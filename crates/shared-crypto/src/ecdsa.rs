//! # ECDSA Signatures (secp256k1)
//!
//! Validator keys and block signatures on the secp256k1 curve.
//!
//! ## Security Properties
//!
//! - RFC 6979 deterministic nonces (no RNG dependency for signing)
//! - Low-S normalization
//! - Secret scalars are zeroized on drop by `k256`

use crate::hashing::sha256;
use crate::CryptoError;
use k256::ecdsa::{
    signature::{Signer, Verifier},
    Signature, SigningKey, VerifyingKey,
};

/// Compressed secp256k1 public key (33 bytes).
#[derive(Clone, Copy, Debug, PartialEq, Eq, Hash)]
pub struct Secp256k1PublicKey([u8; 33]);

impl Secp256k1PublicKey {
    /// Create from compressed bytes (33 bytes, starting with 0x02 or 0x03).
    pub fn from_bytes(bytes: [u8; 33]) -> Result<Self, CryptoError> {
        VerifyingKey::from_sec1_bytes(&bytes).map_err(|_| CryptoError::InvalidPublicKey)?;
        Ok(Self(bytes))
    }

    /// Get raw compressed bytes.
    pub fn as_bytes(&self) -> &[u8; 33] {
        &self.0
    }

    /// Verify a signature.
    pub fn verify(
        &self,
        message: &[u8],
        signature: &Secp256k1Signature,
    ) -> Result<(), CryptoError> {
        let verifying_key =
            VerifyingKey::from_sec1_bytes(&self.0).map_err(|_| CryptoError::InvalidPublicKey)?;

        let sig =
            Signature::from_slice(&signature.0).map_err(|_| CryptoError::InvalidSignatureFormat)?;

        verifying_key
            .verify(message, &sig)
            .map_err(|_| CryptoError::SignatureVerificationFailed)
    }

    /// Derive the 32-byte address (SHA-256 of the compressed key).
    pub fn to_address(&self) -> [u8; 32] {
        sha256(&self.0)
    }
}

/// ECDSA signature (64 bytes, r||s format).
#[derive(Clone, Copy, Debug, PartialEq, Eq)]
pub struct Secp256k1Signature([u8; 64]);

impl Secp256k1Signature {
    /// Create from bytes (64 bytes).
    pub fn from_bytes(bytes: [u8; 64]) -> Self {
        Self(bytes)
    }

    /// Get raw bytes.
    pub fn as_bytes(&self) -> &[u8; 64] {
        &self.0
    }
}

/// secp256k1 ECDSA keypair.
pub struct Secp256k1KeyPair {
    signing_key: SigningKey,
}

impl std::fmt::Debug for Secp256k1KeyPair {
    fn fmt(&self, f: &mut std::fmt::Formatter<'_>) -> std::fmt::Result {
        f.debug_struct("Secp256k1KeyPair")
            .field("public_key", &self.public_key())
            .finish_non_exhaustive()
    }
}

impl Secp256k1KeyPair {
    /// Generate random keypair.
    pub fn generate() -> Self {
        let signing_key = SigningKey::random(&mut rand::thread_rng());
        Self { signing_key }
    }

    /// Create from secret key bytes (32 bytes).
    ///
    /// Fails for zero or out-of-range scalars.
    pub fn from_bytes(bytes: [u8; 32]) -> Result<Self, CryptoError> {
        let signing_key =
            SigningKey::from_bytes((&bytes).into()).map_err(|_| CryptoError::InvalidPrivateKey)?;
        Ok(Self { signing_key })
    }

    /// Get public key (compressed, 33 bytes).
    pub fn public_key(&self) -> Secp256k1PublicKey {
        let sec1_bytes = self.signing_key.verifying_key().to_sec1_bytes();
        // SEC1 compressed form: 0x02/0x03 prefix followed by the x-coordinate.
        let mut bytes = [0u8; 33];
        bytes.copy_from_slice(&sec1_bytes[..33]);
        Secp256k1PublicKey(bytes)
    }

    /// Sign a message (deterministic RFC 6979).
    pub fn sign(&self, message: &[u8]) -> Result<Secp256k1Signature, CryptoError> {
        let sig: Signature = self
            .signing_key
            .try_sign(message)
            .map_err(|e| CryptoError::SigningFailed(e.to_string()))?;
        let bytes: [u8; 64] = sig.to_bytes().into();
        Ok(Secp256k1Signature(bytes))
    }
}
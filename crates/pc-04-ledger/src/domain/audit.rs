//! Offline chain audit
//!
//! Re-checks signature, height continuity and hash linkage for every block
//! after genesis. Not used on the append path.

use super::{LedgerError, LedgerResult};
use pc_01_authority::Authority;
use pc_02_block::Block;
use shared_types::Address;
use std::sync::Arc;

/// Audit `blocks` in order, resolving producers through `lookup`.
///
/// Returns the first violation found.
pub fn audit_chain<F>(blocks: &[Arc<Block>], lookup: F) -> LedgerResult<()>
where
    F: Fn(&Address) -> Option<Arc<Authority>>,
{
    for pair in blocks.windows(2) {
        let (previous, current) = (&pair[0], &pair[1]);

        let authority = lookup(current.validator_address())
            .ok_or(LedgerError::UnknownValidator(*current.validator_address()))?;
        if !current.verify(&authority) {
            return Err(LedgerError::InvalidSignature {
                height: current.height(),
            });
        }

        if current.height() != previous.height() + 1 {
            return Err(LedgerError::InvalidHeight {
                expected: previous.height() + 1,
                actual: current.height(),
            });
        }

        let expected = previous.hash();
        if *current.prev_hash() != expected {
            return Err(LedgerError::InvalidPrevHash {
                height: current.height(),
                expected,
                actual: *current.prev_hash(),
            });
        }
    }
    Ok(())
}
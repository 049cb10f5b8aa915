//! # Shared Types Crate
//!
//! Primitive aliases and entities that cross subsystem boundaries.
//!
//! ## Design Principles
//!
//! - **Single Source of Truth**: `Transaction`, `Hash`, `Address` and the
//!   status enums are defined once here and re-exported by the subsystems.
//! - **Byte Stability**: anything that feeds a hash or a signature is encoded
//!   through [`CanonicalEncoder`], never through a general-purpose serializer.

pub mod encoding;
pub mod entities;
pub mod time;

pub use encoding::CanonicalEncoder;
pub use entities::*;
pub use time::{ManualTimeSource, SystemTimeSource, TimeSource};
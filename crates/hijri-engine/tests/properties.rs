use chrono::{Duration, NaiveDate, NaiveTime};
use hijri_engine::{
    lock_instant, month_bounds, period_for, period_for_date, to_hijri, ChallengeScope,
    GregorianDate,
};
use proptest::prelude::*;

const SCOPES: [ChallengeScope; 3] = [
    ChallengeScope::Daily,
    ChallengeScope::Weekly,
    ChallengeScope::Monthly,
];

fn date_from(epoch: NaiveDate, days: i64) -> GregorianDate {
    GregorianDate::try_from(epoch + Duration::days(days)).unwrap()
}

/// Any date a strict `YYYY` can spell.
fn any_date() -> impl Strategy<Value = GregorianDate> {
    let epoch = NaiveDate::from_ymd_opt(0, 1, 1).unwrap();
    (0i64..3_652_425).prop_map(move |d| date_from(epoch, d))
}

/// Dates since Riyadh moved off local mean time.
fn fixed_offset_era_date() -> impl Strategy<Value = GregorianDate> {
    let epoch = NaiveDate::from_ymd_opt(1950, 1, 1).unwrap();
    (0i64..50_000).prop_map(move |d| date_from(epoch, d))
}

/// Dates in the range challenges are actually recorded for.
fn modern_date() -> impl Strategy<Value = GregorianDate> {
    let epoch = NaiveDate::from_ymd_opt(1900, 1, 1).unwrap();
    (0i64..73_000).prop_map(move |d| date_from(epoch, d))
}

fn scope() -> impl Strategy<Value = ChallengeScope> {
    prop::sample::select(SCOPES.to_vec())
}

proptest! {
    #[test]
    fn hijri_fields_in_range(date in any_date()) {
        let h = to_hijri(date);
        prop_assert!((1..=12).contains(&h.month()), "{date} -> {h}");
        prop_assert!((1..=30).contains(&h.day()), "{date} -> {h}");
    }

    #[test]
    fn month_bounds_span_one_hijri_month(date in any_date()) {
        let bounds = month_bounds(date).unwrap();
        prop_assert!(bounds.contains(date));

        let days = (bounds.end.as_naive() - bounds.start.as_naive()).num_days() + 1;
        prop_assert!(days <= 30, "{} days from {}", days, date);
        prop_assert!(bounds.last_hijri_day_of_month <= 30);

        // Edges of chrono's range aside, the month is 29 or 30 days long.
        if let (Some(_), Some(_)) = (bounds.start.pred(), bounds.end.succ()) {
            prop_assert_eq!(to_hijri(bounds.start).day(), 1);
            prop_assert!(days == 29 || days == 30, "{} days from {}", days, date);
            prop_assert_eq!(days as u32, bounds.last_hijri_day_of_month);
        }
    }

    #[test]
    fn period_contains_its_date(date in modern_date(), scope in scope()) {
        let p = period_for_date(date, scope).unwrap();
        prop_assert!(p.start_date_gregorian <= date && date <= p.end_date_gregorian);
    }

    #[test]
    fn period_is_idempotent(date in modern_date(), scope in scope()) {
        let a = period_for_date(date, scope).unwrap();
        let b = period_for(&date.to_string(), scope).unwrap();
        prop_assert_eq!(a, b);
    }

    #[test]
    fn dates_in_same_period_share_index(
        date in modern_date(),
        scope in scope(),
        offset in 0i64..31,
    ) {
        let p = period_for_date(date, scope).unwrap();
        let other = p.start_date_gregorian.as_naive() + Duration::days(offset);
        let other = GregorianDate::try_from(other).unwrap();
        prop_assume!(other <= p.end_date_gregorian);

        let q = period_for_date(other, scope).unwrap();
        prop_assert_eq!(q.period_index, p.period_index);
        prop_assert_eq!(q.start_date_gregorian, p.start_date_gregorian);
        prop_assert_eq!(q.end_date_gregorian, p.end_date_gregorian);
    }

    #[test]
    fn period_index_increases_with_time(date in modern_date(), scope in scope()) {
        let next_date = date.succ().unwrap();
        let p = period_for_date(date, scope).unwrap();
        let next = period_for_date(next_date, scope).unwrap();

        if next.start_date_gregorian == p.start_date_gregorian {
            prop_assert_eq!(next.period_index, p.period_index);
        } else {
            prop_assert!(next.period_index > p.period_index);
            prop_assert_eq!(next.start_date_gregorian, next_date);
        }
    }

    #[test]
    fn scope_indices_never_collide(date in modern_date()) {
        let daily = period_for_date(date, ChallengeScope::Daily).unwrap().period_index;
        let weekly = period_for_date(date, ChallengeScope::Weekly).unwrap().period_index;
        let monthly = period_for_date(date, ChallengeScope::Monthly).unwrap().period_index;
        prop_assert!(daily > weekly && weekly > monthly);
    }

    #[test]
    fn weekly_bounds_are_the_seven_day_slice(date in modern_date()) {
        let p = period_for_date(date, ChallengeScope::Weekly).unwrap();
        let first = to_hijri(p.start_date_gregorian).day();
        let last = to_hijri(p.end_date_gregorian).day();
        let week = p.hijri_week_index.unwrap();

        prop_assert_eq!(first, (week - 1) * 7 + 1);
        prop_assert!(last >= first && last - first <= 6);
        prop_assert!(week <= 5);
    }

    #[test]
    fn riyadh_lock_is_fixed_offset(date in fixed_offset_era_date()) {
        let lock = lock_instant(date, "Asia/Riyadh");
        let expected = date.as_naive().and_time(NaiveTime::from_hms_opt(20, 59, 59).unwrap());
        prop_assert_eq!(lock.naive_utc(), expected);
    }

    #[test]
    fn unknown_zone_matches_plus_three(date in modern_date(), zone in "[a-z]{3,8}/[0-9]{2}") {
        let fixed = lock_instant(date, "Etc/GMT-3");
        prop_assert_eq!(lock_instant(date, &zone), fixed);
    }

    #[test]
    fn malformed_dates_rejected(s in "[0-9]{1,3}-[0-9]{2}-[0-9]{2}|[0-9]{4}/[0-9]{2}/[0-9]{2}", scope in scope()) {
        prop_assert!(period_for(&s, scope).is_err());
    }
}
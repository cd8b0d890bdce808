//! # hijri-engine
//!
//! Deterministic Hijri calendar computation for recurring challenges and
//! daily entries.
//!
//! The engine converts Gregorian dates to the tabular Hijri calendar, finds
//! Hijri month and week boundaries in Gregorian terms, derives stable period
//! identifiers for daily/weekly/monthly challenges, and computes the UTC
//! instant at which a local calendar day ends. Every function is pure and
//! synchronous: no clock reads, no I/O, no shared state.
//!
//! ## Modules
//!
//! - [`date`] — Strict `YYYY-MM-DD` Gregorian dates
//! - [`convert`] — Gregorian → Hijri on the 30-year tabular cycle
//! - [`bounds`] — Hijri month bounds and fixed 7-day week slices
//! - [`period`] — Period identifiers and bounds per challenge scope
//! - [`lock`] — End-of-day lock instants and daily entry stamps
//! - [`error`] — Error types

pub mod bounds;
pub mod convert;
pub mod date;
pub mod error;
pub mod lock;
pub mod period;

pub use bounds::{find_by_hijri_day, month_bounds, MonthBounds};
pub use convert::{to_hijri, HijriDate};
pub use date::GregorianDate;
pub use error::HijriError;
pub use lock::{
    entry_stamp, entry_stamp_with_options, lock_instant, lock_instant_with_options,
    DailyEntryStamp, LockOptions,
};
pub use period::{period_for, period_for_date, ChallengeScope, PeriodMetadata};
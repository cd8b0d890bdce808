use criterion::{criterion_group, criterion_main, Criterion};
use hijri_engine::{lock_instant, period_for, to_hijri, ChallengeScope, GregorianDate};
use std::hint::black_box;

fn bench_to_hijri(c: &mut Criterion) {
    let date = GregorianDate::parse("2026-03-01").unwrap();
    c.bench_function("to_hijri", |b| b.iter(|| to_hijri(black_box(date))));
}

fn bench_period_for(c: &mut Criterion) {
    let mut group = c.benchmark_group("period_for");
    for scope in [ChallengeScope::Daily, ChallengeScope::Weekly, ChallengeScope::Monthly] {
        group.bench_function(scope.as_str(), |b| {
            b.iter(|| period_for(black_box("2026-03-01"), scope).unwrap())
        });
    }
    group.finish();
}

fn bench_lock_instant(c: &mut Criterion) {
    let date = GregorianDate::parse("2026-03-01").unwrap();
    let mut group = c.benchmark_group("lock_instant");
    group.bench_function("known_zone", |b| {
        b.iter(|| lock_instant(black_box(date), black_box("America/New_York")))
    });
    group.bench_function("fallback", |b| {
        b.iter(|| lock_instant(black_box(date), black_box("not/a-zone")))
    });
    group.finish();
}

criterion_group!(benches, bench_to_hijri, bench_period_for, bench_lock_instant);
criterion_main!(benches);
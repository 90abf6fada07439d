//! SQLite-backed document store.
//!
//! # Responsibility
//! - Persist meeting documents as JSON bodies in the `documents` table.
//! - Merge partial updates into stored documents atomically.
//! - Publish a full snapshot to subscribers after every successful write,
//!   and after writes other connections commit to the same file.
//!
//! # Invariants
//! - Snapshots are ordered by `seq` (insertion order), never by update time.
//! - A partial update never touches fields absent from the patch.
//! - Snapshots are read and published under the connection lock, so
//!   subscribers see them in commit order.
//! - A failed snapshot read after a committed write is logged, not returned;
//!   the write itself already succeeded.

use crate::db::migrations::apply_migrations;
use crate::db::{open_db, open_db_in_memory};
use crate::model::meeting::{Meeting, MeetingFields, MeetingId, MeetingPatch};
use crate::store::feed::{Snapshot, SnapshotFeed, Subscription};
use crate::store::{normalize_collection, MeetingStore, StoreError, StoreResult};
use log::{debug, error, info};
use rusqlite::{params, Connection, OptionalExtension, TransactionBehavior};
use serde_json::{Map, Value};
use std::path::Path;
use std::sync::{Mutex, MutexGuard, PoisonError};
use uuid::Uuid;

struct Handle {
    conn: Connection,
    /// Last `PRAGMA data_version` observed. It only moves when another
    /// connection commits.
    seen_version: i64,
}

/// Document store over one SQLite connection.
pub struct SqliteMeetingStore {
    handle: Mutex<Handle>,
    feed: SnapshotFeed,
}

impl SqliteMeetingStore {
    /// Opens (or creates) a database file and applies migrations.
    pub fn open(path: impl AsRef<Path>) -> StoreResult<Self> {
        Self::from_ready(open_db(path)?)
    }

    /// Opens a private in-memory database.
    pub fn open_in_memory() -> StoreResult<Self> {
        Self::from_ready(open_db_in_memory()?)
    }

    /// Wraps an existing connection, migrating it first.
    pub fn try_new(mut conn: Connection) -> StoreResult<Self> {
        apply_migrations(&mut conn)?;
        Self::from_ready(conn)
    }

    fn from_ready(conn: Connection) -> StoreResult<Self> {
        let seen_version = data_version(&conn)?;
        Ok(Self {
            handle: Mutex::new(Handle { conn, seen_version }),
            feed: SnapshotFeed::new(),
        })
    }

    /// Reads the current ordered contents of one collection.
    pub fn snapshot(&self, collection: &str) -> StoreResult<Snapshot> {
        let collection = normalize_collection(collection)?;
        load_snapshot(&self.handle().conn, collection)
    }

    /// Looks up one document.
    pub fn get(&self, collection: &str, id: &str) -> StoreResult<Option<Meeting>> {
        let collection = normalize_collection(collection)?;
        let handle = self.handle();
        let body: Option<String> = handle
            .conn
            .query_row(
                "SELECT body FROM documents WHERE collection = ?1 AND id = ?2;",
                params![collection, id],
                |row| row.get(0),
            )
            .optional()?;
        body.map(|body| decode_meeting(id, &body)).transpose()
    }

    fn handle(&self) -> MutexGuard<'_, Handle> {
        self.handle.lock().unwrap_or_else(PoisonError::into_inner)
    }

    /// Publishes the committed state of `collection`. Callers hold the lock.
    fn publish_locked(&self, conn: &Connection, collection: &str) {
        if !self.feed.has_subscribers(collection) {
            return;
        }
        match load_snapshot(conn, collection) {
            Ok(snapshot) => {
                self.feed.publish(collection, &snapshot);
            }
            Err(err) => {
                error!(
                    "event=feed_publish module=store status=error backend=sqlite collection={collection} error={err}"
                );
            }
        }
    }
}

impl MeetingStore for SqliteMeetingStore {
    fn subscribe(&self, collection: &str) -> StoreResult<Subscription> {
        let collection = normalize_collection(collection)?;
        let handle = self.handle();
        let initial = load_snapshot(&handle.conn, collection)?;
        Ok(self.feed.register(collection, initial))
    }

    fn refresh(&self, collection: &str) -> StoreResult<bool> {
        let collection = normalize_collection(collection)?;
        let mut handle = self.handle();
        let current = data_version(&handle.conn)?;
        if current == handle.seen_version {
            return Ok(false);
        }
        handle.seen_version = current;
        debug!(
            "event=store_refresh module=store status=ok backend=sqlite collection={collection} data_version={current}"
        );
        if !self.feed.has_subscribers(collection) {
            return Ok(false);
        }
        let snapshot = load_snapshot(&handle.conn, collection)?;
        self.feed.publish(collection, &snapshot);
        Ok(true)
    }

    fn insert(&self, collection: &str, fields: &MeetingFields) -> StoreResult<MeetingId> {
        let collection = normalize_collection(collection)?;
        let id = Uuid::new_v4().simple().to_string();
        let body = serde_json::to_string(fields)
            .map_err(|err| StoreError::InvalidData(format!("cannot encode document: {err}")))?;

        let handle = self.handle();
        handle.conn.execute(
            "INSERT INTO documents (collection, id, body) VALUES (?1, ?2, ?3);",
            params![collection, id.as_str(), body],
        )?;
        self.publish_locked(&handle.conn, collection);
        drop(handle);

        info!("event=store_insert module=store status=ok backend=sqlite collection={collection} id={id}");
        Ok(id)
    }

    fn update_partial(
        &self,
        collection: &str,
        id: &str,
        patch: &MeetingPatch,
    ) -> StoreResult<()> {
        let collection = normalize_collection(collection)?;
        {
            let mut handle = self.handle();
            let tx = handle
                .conn
                .transaction_with_behavior(TransactionBehavior::Immediate)?;
            let stored: Option<String> = tx
                .query_row(
                    "SELECT body FROM documents WHERE collection = ?1 AND id = ?2;",
                    params![collection, id],
                    |row| row.get(0),
                )
                .optional()?;
            let Some(stored) = stored else {
                return Err(StoreError::NotFound {
                    collection: collection.to_string(),
                    id: id.to_string(),
                });
            };

            let merged = merge_patch(&stored, patch)?;
            tx.execute(
                "UPDATE documents
                 SET
                    body = ?3,
                    updated_at = (strftime('%s', 'now') * 1000)
                 WHERE collection = ?1
                   AND id = ?2;",
                params![collection, id, merged],
            )?;
            tx.commit()?;
            self.publish_locked(&handle.conn, collection);
        }

        info!(
            "event=store_update module=store status=ok backend=sqlite collection={collection} id={id} fields={}",
            patch.field_names().join(",")
        );
        Ok(())
    }

    fn delete(&self, collection: &str, id: &str) -> StoreResult<()> {
        let collection = normalize_collection(collection)?;
        let handle = self.handle();
        let changed = handle.conn.execute(
            "DELETE FROM documents WHERE collection = ?1 AND id = ?2;",
            params![collection, id],
        )?;
        if changed > 0 {
            self.publish_locked(&handle.conn, collection);
        }
        drop(handle);

        info!(
            "event=store_delete module=store status=ok backend=sqlite collection={collection} id={id} removed={}",
            changed > 0
        );
        Ok(())
    }
}

fn data_version(conn: &Connection) -> StoreResult<i64> {
    Ok(conn.query_row("PRAGMA data_version;", [], |row| row.get(0))?)
}

fn load_snapshot(conn: &Connection, collection: &str) -> StoreResult<Snapshot> {
    let mut stmt = conn.prepare(
        "SELECT id, body
         FROM documents
         WHERE collection = ?1
         ORDER BY seq ASC;",
    )?;
    let mut rows = stmt.query([collection])?;
    let mut meetings = Vec::new();
    while let Some(row) = rows.next()? {
        let id: String = row.get("id")?;
        let body: String = row.get("body")?;
        meetings.push(decode_meeting(&id, &body)?);
    }
    Ok(meetings)
}

fn decode_meeting(id: &str, body: &str) -> StoreResult<Meeting> {
    let fields: MeetingFields = serde_json::from_str(body).map_err(|err| {
        StoreError::InvalidData(format!("document `{id}` has invalid body: {err}"))
    })?;
    Ok(Meeting::from_fields(id, fields))
}

fn merge_patch(stored: &str, patch: &MeetingPatch) -> StoreResult<String> {
    let mut document: Map<String, Value> = serde_json::from_str(stored)
        .map_err(|err| StoreError::InvalidData(format!("stored body is not an object: {err}")))?;
    let changes = match serde_json::to_value(patch) {
        Ok(Value::Object(changes)) => changes,
        Ok(other) => {
            return Err(StoreError::InvalidData(format!(
                "patch encoded as non-object `{other}`"
            )))
        }
        Err(err) => {
            return Err(StoreError::InvalidData(format!(
                "cannot encode patch: {err}"
            )))
        }
    };
    document.extend(changes);
    serde_json::to_string(&document)
        .map_err(|err| StoreError::InvalidData(format!("cannot encode document: {err}")))
}

#[cfg(test)]
mod tests {
    use super::merge_patch;
    use crate::model::meeting::MeetingPatch;
    use serde_json::Value;

    #[test]
    fn merge_patch_keeps_untouched_fields_and_unknown_keys() {
        let stored = r#"{"title":"Old","date":"2024-01-05","time":"09:00","content":"x","owner":"ops"}"#;
        let patch = MeetingPatch {
            title: Some("New".to_string()),
            ..MeetingPatch::default()
        };
        let merged: Value = serde_json::from_str(&merge_patch(stored, &patch).unwrap()).unwrap();
        assert_eq!(merged["title"], "New");
        assert_eq!(merged["content"], "x");
        assert_eq!(merged["owner"], "ops");
    }

    #[test]
    fn merge_patch_rejects_non_object_body() {
        assert!(merge_patch("[1,2]", &MeetingPatch::content("x")).is_err());
    }
}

### What you have to do
Within the data above, find the lines that contain the word "changed" and copy each of them.

### Response to this exercise
        let changed = handle.conn.execute(
        if changed > 0 {
            changed > 0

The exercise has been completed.